- Born: 23 March 1847 Breslau, Province of Silesia, Prussia
- Died: 27 February 1899 (aged 51) Breslau, Province of Silesia, German Empire
- Occupations: Lichenologist and botanist

= Berthold Stein =

Polish botanist (1847–1899)

Berthold Stein (1847–1899) was a Prussian botanist and lichenologist. After working as a disciple (Note: References state this position as "Garteneleve", a German word which has apparently gone out of fashion. At least one source explicitly states that "eleve" doesn't translate as "Assistent". The website dict.cc translates it as "student" or "disciple") at the Botanical Garden in Berlin in 1865 he became superintendent (Note: References in German state this position as "Inspektor") at the Innsbruck Botanical Garden. He held this position from 1873 to 1880, during which he also started to collect lichens. From 1880 to 1890 he was royal superintendent at the University of Wrocław Botanical Garden. Based on a quote in 1879 by Stein himself he can be considered as a student of Gustav Körber. His main area of interest was the flora of Silesia.

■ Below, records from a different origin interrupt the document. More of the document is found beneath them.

//! GitLab implementation of the `GitApi` trait.
//!
//! Covers repository introspection and webhooks. Merge requests are not
//! supported and fail with `NotImplemented`. No rate-limit retry is applied.

use http::header::ACCEPT;
use http::header::USER_AGENT;
use reqwest::Client;
use reqwest::RequestBuilder;
use reqwest::Response;
use serde::Deserialize;
use serde::Serialize;
use tracing::debug;

use super::CreatePullRequestOptions;
use super::CreateWebhookOptions;
use super::FileDescriptor;
use super::GitApi;
use super::GitApiError;
use super::MergePullRequestOptions;
use super::PullRequest;
use super::WebhookEventMap;
use super::base::GitBase;
use super::events::GITLAB_EVENTS;
use super::transport::check_status;
use super::transport::classify_webhook_error;
use super::transport::decode_base64;
use super::transport::read_json;
use crate::config::RepoConfig;

const GITLAB_HOST: &str = "gitlab.com";
const PRIVATE_TOKEN_HEADER: &str = "Private-Token";
const DEFAULT_JENKINS_URL: &str = "https://jenkins.local/";
const TREE_PAGE_SIZE: u32 = 1000;
/// Tree paths come back with this prefix, which the files endpoint rejects.
const TREE_PATH_PREFIX: &str = "files/";

/// GitLab implementation of the `GitApi` trait.
#[derive(Debug)]
pub struct GitLabAdapter {
    base: GitBase,
    client: Client,
}

impl GitLabAdapter {
    pub fn new(config: RepoConfig) -> Result<Self, GitApiError> {
        Ok(Self {
            base: GitBase::new("GitLab", config),
            client: Client::builder().build()?,
        })
    }

    pub fn base(&self) -> &GitBase {
        &self.base
    }

    fn authorize(&self, request: RequestBuilder) -> RequestBuilder {
        request
            .header(PRIVATE_TOKEN_HEADER, &self.base.config().password)
            .header(USER_AGENT, self.base.user_agent())
            .header(ACCEPT, "application/json")
    }

    async fn get(&self, url: &str) -> Result<Response, GitApiError> {
        debug!(url, "GET");
        let response = self.authorize(self.client.get(url)).send().await?;
        check_status(response).await
    }

    async fn post<B: Serialize + Sync>(&self, url: &str, body: &B) -> Result<Response, GitApiError> {
        debug!(url, "POST");
        let response = self
            .authorize(self.client.post(url))
            .json(body)
            .send()
            .await?;
        check_status(response).await
    }

    fn file_url(&self, path: &str, branch: &str) -> String {
        format!(
            "{}/repository/files/{}?ref={}",
            self.base_url(),
            urlencoding::encode(path),
            urlencoding::encode(branch)
        )
    }
}

impl GitApi for GitLabAdapter {
    fn base_url(&self) -> String {
        let config = self.base.config();
        let host = config.host.as_deref().unwrap_or(GITLAB_HOST);
        let project = config.full_name();
        let project = urlencoding::encode(&project);
        format!(
            "{}://{host}/api/v4/projects/{}",
            config.protocol,
            urlencoding::encode(&project)
        )
    }

    async fn list_files(&self) -> Result<Vec<FileDescriptor>, GitApiError> {
        let branch = self.base.branch_or_default(self).await?;
        let url = format!(
            "{}/repository/tree?ref={}&per_page={TREE_PAGE_SIZE}",
            self.base_url(),
            urlencoding::encode(&branch)
        );
        let entries: Vec<TreeEntry> = read_json(self.get(&url).await?).await?;

        Ok(blob_paths(entries)
            .into_iter()
            .map(|path| FileDescriptor {
                url: Some(self.file_url(&path, &branch)),
                path,
            })
            .collect())
    }

    async fn get_file_contents(&self, file: &FileDescriptor) -> Result<Vec<u8>, GitApiError> {
        let url = match &file.url {
            Some(url) => url.clone(),
            None => {
                let branch = self.base.branch_or_default(self).await?;
                self.file_url(&file.path, &branch)
            }
        };
        let content: ContentResponse = read_json(self.get(&url).await?).await?;
        decode_base64(&content.content)
    }

    async fn get_default_branch(&self) -> Result<String, GitApiError> {
        let url = format!("{}/repository/branches", self.base_url());
        let branches: Vec<Branch> = read_json(self.get(&url).await?).await?;
        select_default_branch(branches)
    }

    async fn get_pull_request(&self, _pull_number: u64) -> Result<PullRequest, GitApiError> {
        Err(self.base.not_implemented("get_pull_request"))
    }

    async fn create_pull_request(
        &self,
        _options: CreatePullRequestOptions,
    ) -> Result<PullRequest, GitApiError> {
        Err(self.base.not_implemented("create_pull_request"))
    }

    async fn merge_pull_request(
        &self,
        _options: MergePullRequestOptions,
    ) -> Result<String, GitApiError> {
        Err(self.base.not_implemented("merge_pull_request"))
    }

    async fn update_pull_request_branch(&self, _pull_number: u64) -> Result<String, GitApiError> {
        Err(self.base.not_implemented("update_pull_request_branch"))
    }

    async fn create_webhook(&self, options: CreateWebhookOptions) -> Result<String, GitApiError> {
        let target = webhook_target(&options)?;
        let url = format!("{}/hooks", self.base_url());
        let body = CreateHookBody {
            id: self.base.config().full_name(),
            url: &target.url,
            push_events: true,
            enable_ssl_verification: target.verify_ssl,
        };

        let response = self
            .post(&url, &body)
            .await
            .map_err(classify_webhook_error)?;
        let hook: HookResponse = read_json(response).await.map_err(classify_webhook_error)?;
        Ok(hook.id.to_string())
    }

    fn git_ref(&self) -> String {
        format!("refs/heads/{}", self.base.branch_or_fallback())
    }

    fn events(&self) -> &'static WebhookEventMap {
        &GITLAB_EVENTS
    }
}

/// Blob paths from a tree listing, with the `files/` prefix removed.
fn blob_paths(entries: Vec<TreeEntry>) -> Vec<String> {
    entries
        .into_iter()
        .filter(|entry| entry.kind == "blob")
        .map(|entry| match entry.path.strip_prefix(TREE_PATH_PREFIX) {
            Some(stripped) => stripped.to_string(),
            None => entry.path,
        })
        .collect()
}

/// The first branch flagged as default.
fn select_default_branch(branches: Vec<Branch>) -> Result<String, GitApiError> {
    branches
        .into_iter()
        .find(|branch| branch.default)
        .map(|branch| branch.name)
        .ok_or(GitApiError::NoDefaultBranch)
}

#[derive(Debug, PartialEq, Eq)]
struct WebhookTarget {
    url: String,
    verify_ssl: bool,
}

/// The hook URL: explicit, or the Jenkins GitLab plugin's project endpoint
/// with any Jenkins credentials embedded.
fn webhook_target(options: &CreateWebhookOptions) -> Result<WebhookTarget, GitApiError> {
    if let Some(url) = &options.webhook_url {
        return Ok(WebhookTarget {
            url: url.clone(),
            verify_ssl: url.starts_with("https://"),
        });
    }

    let jenkins_url = options.jenkins_url.as_deref().unwrap_or(DEFAULT_JENKINS_URL);
    let (protocol, host) = split_jenkins_url(jenkins_url)?;
    let job_name = options
        .job_name
        .as_deref()
        .ok_or(GitApiError::MissingWebhookUrl)?;

    let credentials = match (&options.jenkins_user, &options.jenkins_password) {
        (Some(user), Some(password)) => format!(
            "{}:{}@",
            urlencoding::encode(user),
            urlencoding::encode(password)
        ),
        _ => String::new(),
    };

    Ok(WebhookTarget {
        url: format!("{protocol}://{credentials}{host}/project/{job_name}"),
        verify_ssl: protocol == "https",
    })
}

/// Split `http(s)://host[/path]/` into protocol and the rest, trailing slash
/// removed.
fn split_jenkins_url(url: &str) -> Result<(&str, &str), GitApiError> {
    let invalid = || GitApiError::InvalidJenkinsUrl {
        url: url.to_string(),
    };
    let (protocol, rest) = url.split_once("://").ok_or_else(invalid)?;
    if protocol != "http" && protocol != "https" {
        return Err(invalid());
    }
    let host = rest.trim_end_matches('/');
    if host.is_empty() {
        return Err(invalid());
    }
    Ok((protocol, host))
}

// -- Wire types --

#[derive(Debug, Deserialize)]
struct TreeEntry {
    path: String,
    #[serde(rename = "type")]
    kind: String,
}

#[derive(Debug, Deserialize)]
struct ContentResponse {
    content: String,
}

#[derive(Debug, Deserialize)]
struct Branch {
    name: String,
    #[serde(default)]
    default: bool,
}

#[derive(Debug, Serialize)]
struct CreateHookBody<'a> {
    id: String,
    url: &'a str,
    push_events: bool,
    enable_ssl_verification: bool,
}

#[derive(Debug, Deserialize)]
struct HookResponse {
    id: u64,
}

He worked extensively on the taxonomy of the genera Masdevallia, Pescatoria (as Pescatorea) and Paphiopedilum in the orchid family.

== Publications ==

=== Books ===
- 1879. Flechten. Kryptogamen-Flora von Schlesien. Second Part. With Ferdinand Cohn. Ed. J.U. Kern, 400 pp.
- 1882. Lichenes Maderenses at Mindanaoenses. Verhandl. der Schlesischen Gesellsch. fur vaterlánd. Kultur.
- 1882. Uebersicht der gegenwärtig in den europäischen gärten cultivirten primeln.
- 1889. Ueber afrikanische Flechten
- 1890. Übersicht über die auf Dr hans meyer's drei Ostafrika-expeditionen (1887–89) gesammelten Flechten
- 1892. Stein's Orchideenbuch. Beschreibung, Abbildung und Kulturanweisung der empfehlenswertesten Arten. Mit 184 in den Text gedruckten Abbildungen.

=== Journals ===
- Drei Cerastien. Österreichische Botanische Zeitschrift. Vol. 28, No. 1 (January 1878), pp. 18–27

== Eponymous taxa ==
- Steinia Zahlbr.
- Acarospora steinii Körb.
- Gyalecta steinii E.K.Novák
- Lecidea steinii Zahlbr.
- Leptorhaphis steinii Körb.
- Populus × steiniana Bornm.
- Primula × steinii Obrist ex Stein. Likely named after the village of Steinach in Austria where this natural hybrid was found. "Im Kalkgeröll des hinteren Önnes im Gschnitsthale bei Steinnach (Central-Alpen Tirols) in 2000 M. Höhe in einem eizigen Rasen gefunden."
- The abbreviation "Stein" is used to indicate Berthold Stein as an authority on the scientific description and classification of plants.